Aber doch, das Gefühl behält immer im letzten recht. Tatsächlich hat Marie Antoinette – wie könnte es anders sein! – den Geliebten auch in ihrer letzten Einsamkeit nicht vergessen, und jene Botschaft der Pflicht an die Brüder war vielleicht nur Vorwand, um die eigentliche zu verdecken, die Jarjayes treulichst ausgeführt hat. Nur hatte 1823, als jene Memoiren erschienen, schon jene Verschwörung des Schweigens um Fersen begonnen, welche die intime Beziehung vor der Nachwelt verbergen sollte. Auch hier war die für uns wichtigste Briefstelle (wie gewöhnlich im Falle Marie Antoinettes) von byzantinischen Herausgebern unterdrückt worden. Erst nach einem Jahrhundert tritt sie zutage, und sie zeigt: niemals war das leidenschaftliche Gefühl der Königin stärker als in diesen Augenblicken vor dem Untergang. Um ständig der tröstenden Erinnerung an den Geliebten im Blute verbunden zu sein, hatte Marie Antoinette sich einen Ring anfertigen lassen, der statt der königlichen Lilienzeichen (einen solchen Ring hatte sie Fersen gesandt) das Wappen Fersens trug: wie er an seinem Finger die Devise der Königin, trug sie an dem ihren in jenen Tagen des Fernseins das Wappen des schwedischen Edelmanns; jeder Blick auf die eigene Hand muß die Königin von Frankreich an den Entfernten erinnern. Und da sich jetzt endlich die Möglichkeit ergibt, ihm noch ein – sie ahnt es, das letzte – Liebeszeichen zu senden, will sie ihm zeigen, daß sie mit diesem Ring auch das Gefühl bewahrt, das sie ihm geweiht. Sie drückt das Wappen mit der Umschrift in heißes Wachs und sendet den Abdruck durch Jarjayes an Fersen: kein Wort braucht es mehr, in diesem Zeichen ist alles gesagt. »Den Abdruck, den ich hier beischließe,« schreibt sie an Jarjayes, »wollen Sie, bitte, der bewußten Persönlichkeit übermitteln, die im vergangenen Winter aus Brüssel zu mir kam. Sagen Sie dem Betreffenden, daß diese Devise niemals gültiger war als jetzt.«
Was aber kündet jene Inschrift auf dem Siegelring, den sich Marie Antoinette eigens hatte anfertigen lassen und die »niemals gültiger war als jetzt«? Jenem Siegelring, in den sich eine Königin von Frankreich das Wappen eines kleinen schwedischen Adeligen hatte einschneiden lassen und den sie als einzigen aus ihrem einstigen Millionenschmuck noch im Gefängnis an ihrem Finger bewahrt?

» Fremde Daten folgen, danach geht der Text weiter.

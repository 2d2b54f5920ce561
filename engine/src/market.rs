//! # The Marketplace Engine
//!
//! The aggregate that owns every persisted table — listings, biddings,
//! the escrow ledger — plus the collaborators a sale touches: the token ledger, the asset registries, the access flags, the
//! configuration store, and the burn vault.
//!
//! Execution model: serialized transactions. Each public operation runs to
//! completion against `&mut self`; deadlines are judged against the `now`
//! argument, never an ambient clock. Every operation validates first and
//! mutates second, so an error always means nothing changed. Funds enter
//! custody only through allowance-based pulls, leave only through explicit
//! escrow withdrawal — with the single exception of the burn-sink push,
//! which the burn accumulator's own accounting requires.

use std::collections::HashMap;

use chrono::{DateTime, Utc};
use tracing::{debug, info};
use uuid::Uuid;

use crate::access::AccessRegistry;
use crate::asset::{AssetId, AssetRegistry, RegistryKind};
use crate::burn::BurnVault;
use crate::config::MarketConfig;
use crate::error::MarketError;
use crate::escrow::EscrowLedger;
use crate::listing::{Bidding, BiddingId, Listing, ListingId, SaleMode};
use crate::payment::TokenLedger;
use crate::pricing;
use crate::settlement::Distribution;
use crate::Address;

/// The engine's custody account on the token ledger. Holds live bids and
/// the backing for every claimable escrow balance.
pub const CUSTODY_ACCOUNT: &str = "sam.market";

/// The burn accumulator's account on the token ledger.
pub const BURN_VAULT_ACCOUNT: &str = "sam.burn.vault";

/// The marketplace settlement engine.
#[derive(Debug)]
pub struct Marketplace {
    /// Custody account identifier.
    account: Address,
    /// Fee, duration, and address configuration.
    config: MarketConfig,
    /// Blacklist and registry whitelist.
    access: AccessRegistry,
    /// Registered asset registries by address.
    registries: HashMap<Address, Box<dyn AssetRegistry>>,
    /// The payment facility.
    token: TokenLedger,
    /// Claimable balances (pull payment).
    escrow: EscrowLedger,
    /// The burn accumulator.
    burn_vault: BurnVault,
    /// Active listings by id.
    listings: HashMap<ListingId, Listing>,
    /// Live biddings by id (at most one per listing).
    biddings: HashMap<BiddingId, Bidding>,
    /// Seller -> active listing ids.
    listings_of_seller: HashMap<Address, Vec<ListingId>>,
    /// Bidder -> live bidding ids.
    biddings_of_bidder: HashMap<Address, Vec<BiddingId>>,
    /// Next listing id to assign. Ids are never reused.
    next_listing_id: ListingId,
    /// Sum of live bid amounts currently held in custody.
    bids_in_custody: u64,
}
//! # Escrow Ledger
//!
//! Per-address claimable balances under the pull-payment model: every
//! party a sale owes money to (seller, displaced bidder, royalty receiver,
//! revenue account) is *credited* here, and value only leaves the engine
//! when that party explicitly withdraws. Pushing on settlement would let a
//! single hostile recipient block unrelated listings; crediting cannot
//! fail, so settlement always completes.
//!
//! The ledger maintains running totals so the conservation invariant can
//! be checked from outside at any operation boundary: the engine custody
//! account must hold exactly `total claimable + live bids in custody`.

use std::collections::HashMap;

use serde::{Deserialize, Serialize};
use thiserror::Error;

use crate::Address;

/// Errors that can occur during escrow ledger operations.
#[derive(Debug, Error)]
pub enum EscrowError {
    /// Crediting the amount would overflow the claimable balance.
    #[error("escrow overflow: crediting {credit} to {holder} would exceed u64::MAX")]
    Overflow {
        /// The account being credited.
        holder: Address,
        /// The amount that caused the overflow.
        credit: u64,
    },
}

/// The claimable-balance table.
#[derive(Debug, Clone, Default, Serialize, Deserialize)]
pub struct EscrowLedger {
    /// Claimable amount per address.
    claimable: HashMap<Address, u64>,
    /// Sum of all claimable balances.
    total_claimable: u64,
    /// Lifetime total ever credited.
    total_credited: u64,
    /// Lifetime total ever withdrawn.
    total_withdrawn: u64,
}

impl EscrowLedger {
    /// Creates an empty ledger.
    pub fn new() -> Self {
        Self::default()
    }

    /// Claimable balance of an address. Unknown addresses hold zero.
    pub fn balance_of(&self, holder: &str) -> u64 {
        self.claimable.get(holder).copied().unwrap_or(0)
    }

    /// Sum of all claimable balances.
    pub fn total_claimable(&self) -> u64 {
        self.total_claimable
    }

    /// Lifetime total ever credited.
    pub fn total_credited(&self) -> u64 {
        self.total_credited
    }

    /// Lifetime total ever withdrawn.
    pub fn total_withdrawn(&self) -> u64 {
        self.total_withdrawn
    }

    /// Credits `amount` to `holder`'s claimable balance.
    ///
    /// A zero credit is a no-op.
    ///
    /// # Errors
    ///
    /// Returns [`EscrowError::Overflow`] if the balance or a running total
    /// would overflow. The ledger is unchanged on error.
    pub fn credit(&mut self, holder: &str, amount: u64) -> Result<(), EscrowError> {
        if amount == 0 {
            return Ok(());
        }
        let current = self.balance_of(holder);
        let overflow = || EscrowError::Overflow {
            holder: holder.to_string(),
            credit: amount,
        };
        let credited = current.checked_add(amount).ok_or_else(overflow)?;
        let total = self.total_claimable.checked_add(amount).ok_or_else(overflow)?;
        let lifetime = self.total_credited.checked_add(amount).ok_or_else(overflow)?;

        self.claimable.insert(holder.to_string(), credited);
        self.total_claimable = total;
        self.total_credited = lifetime;
        Ok(())
    }

    /// Zeroes and returns `holder`'s entire claimable balance.
    ///
    /// Returns 0 for an empty balance — withdrawing nothing is a no-op,
    /// not an error.
    pub fn take_all(&mut self, holder: &str) -> u64 {
        let amount = match self.claimable.remove(holder) {
            Some(amount) if amount > 0 => amount,
            _ => return 0,
        };
        // Cannot underflow: the amount was part of the running total.
        self.total_claimable -= amount;
        self.total_withdrawn += amount;
        amount
    }
}

// ---------------------------------------------------------------------------
// Tests
// ---------------------------------------------------------------------------

#[cfg(test)]
mod tests {
    use super::*;

    #[test]
    fn credit_accumulates() {
        let mut escrow = EscrowLedger::new();
        escrow.credit("seller", 100).unwrap();
        escrow.credit("seller", 50).unwrap();
        assert_eq!(escrow.balance_of("seller"), 150);
        assert_eq!(escrow.total_claimable(), 150);
    }

    #[test]
    fn take_all_zeroes_the_balance() {
        let mut escrow = EscrowLedger::new();
        escrow.credit("seller", 100).unwrap();

        assert_eq!(escrow.take_all("seller"), 100);
        assert_eq!(escrow.balance_of("seller"), 0);
        assert_eq!(escrow.total_claimable(), 0);
        assert_eq!(escrow.total_withdrawn(), 100);
    }

    #[test]
    fn take_all_on_empty_balance_is_a_noop() {
        let mut escrow = EscrowLedger::new();
        assert_eq!(escrow.take_all("nobody"), 0);
        assert_eq!(escrow.total_withdrawn(), 0);
    }

    #[test]
    fn totals_track_every_movement() {
        let mut escrow = EscrowLedger::new();
        escrow.credit("a", 70).unwrap();
        escrow.credit("b", 30).unwrap();
        escrow.take_all("a");

        assert_eq!(escrow.total_credited(), 100);
        assert_eq!(escrow.total_withdrawn(), 70);
        assert_eq!(escrow.total_claimable(), 30);
    }

    #[test]
    fn zero_credit_is_a_noop() {
        let mut escrow = EscrowLedger::new();
        escrow.credit("a", 0).unwrap();
        assert_eq!(escrow.total_credited(), 0);
    }
}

Fünf italienische Worte formen die Devise, und sie lauten, diese Worte, die zwei Zoll vor dem Tode noch wahrer sind als jemals: »Tutto a te mi guida«, »Alles führt mich zu dir.«
Alle Inbrunst des Todes, alle Glut des »Nie wieder« schlägt aus diesem stummen Gruß einer Todgeweihten noch einmal mächtig empor, ehe der lebendige Leib zu Staub zerfällt, und der Entfernte, er weiß, daß dies Herz in Liebe für ihn bis zur letzten Stunde schlägt. In diesem Gruß des Abschieds ist der Gedanke der Ewigkeit angerufen, die Unvergänglichkeit des Gefühls im Vergänglichen neu beschworen. Das letzte Wort dieser großen und unvergleichlichen Liebestragödie im Schatten der Guillotine ist gesagt: nun kann der Vorhang fallen.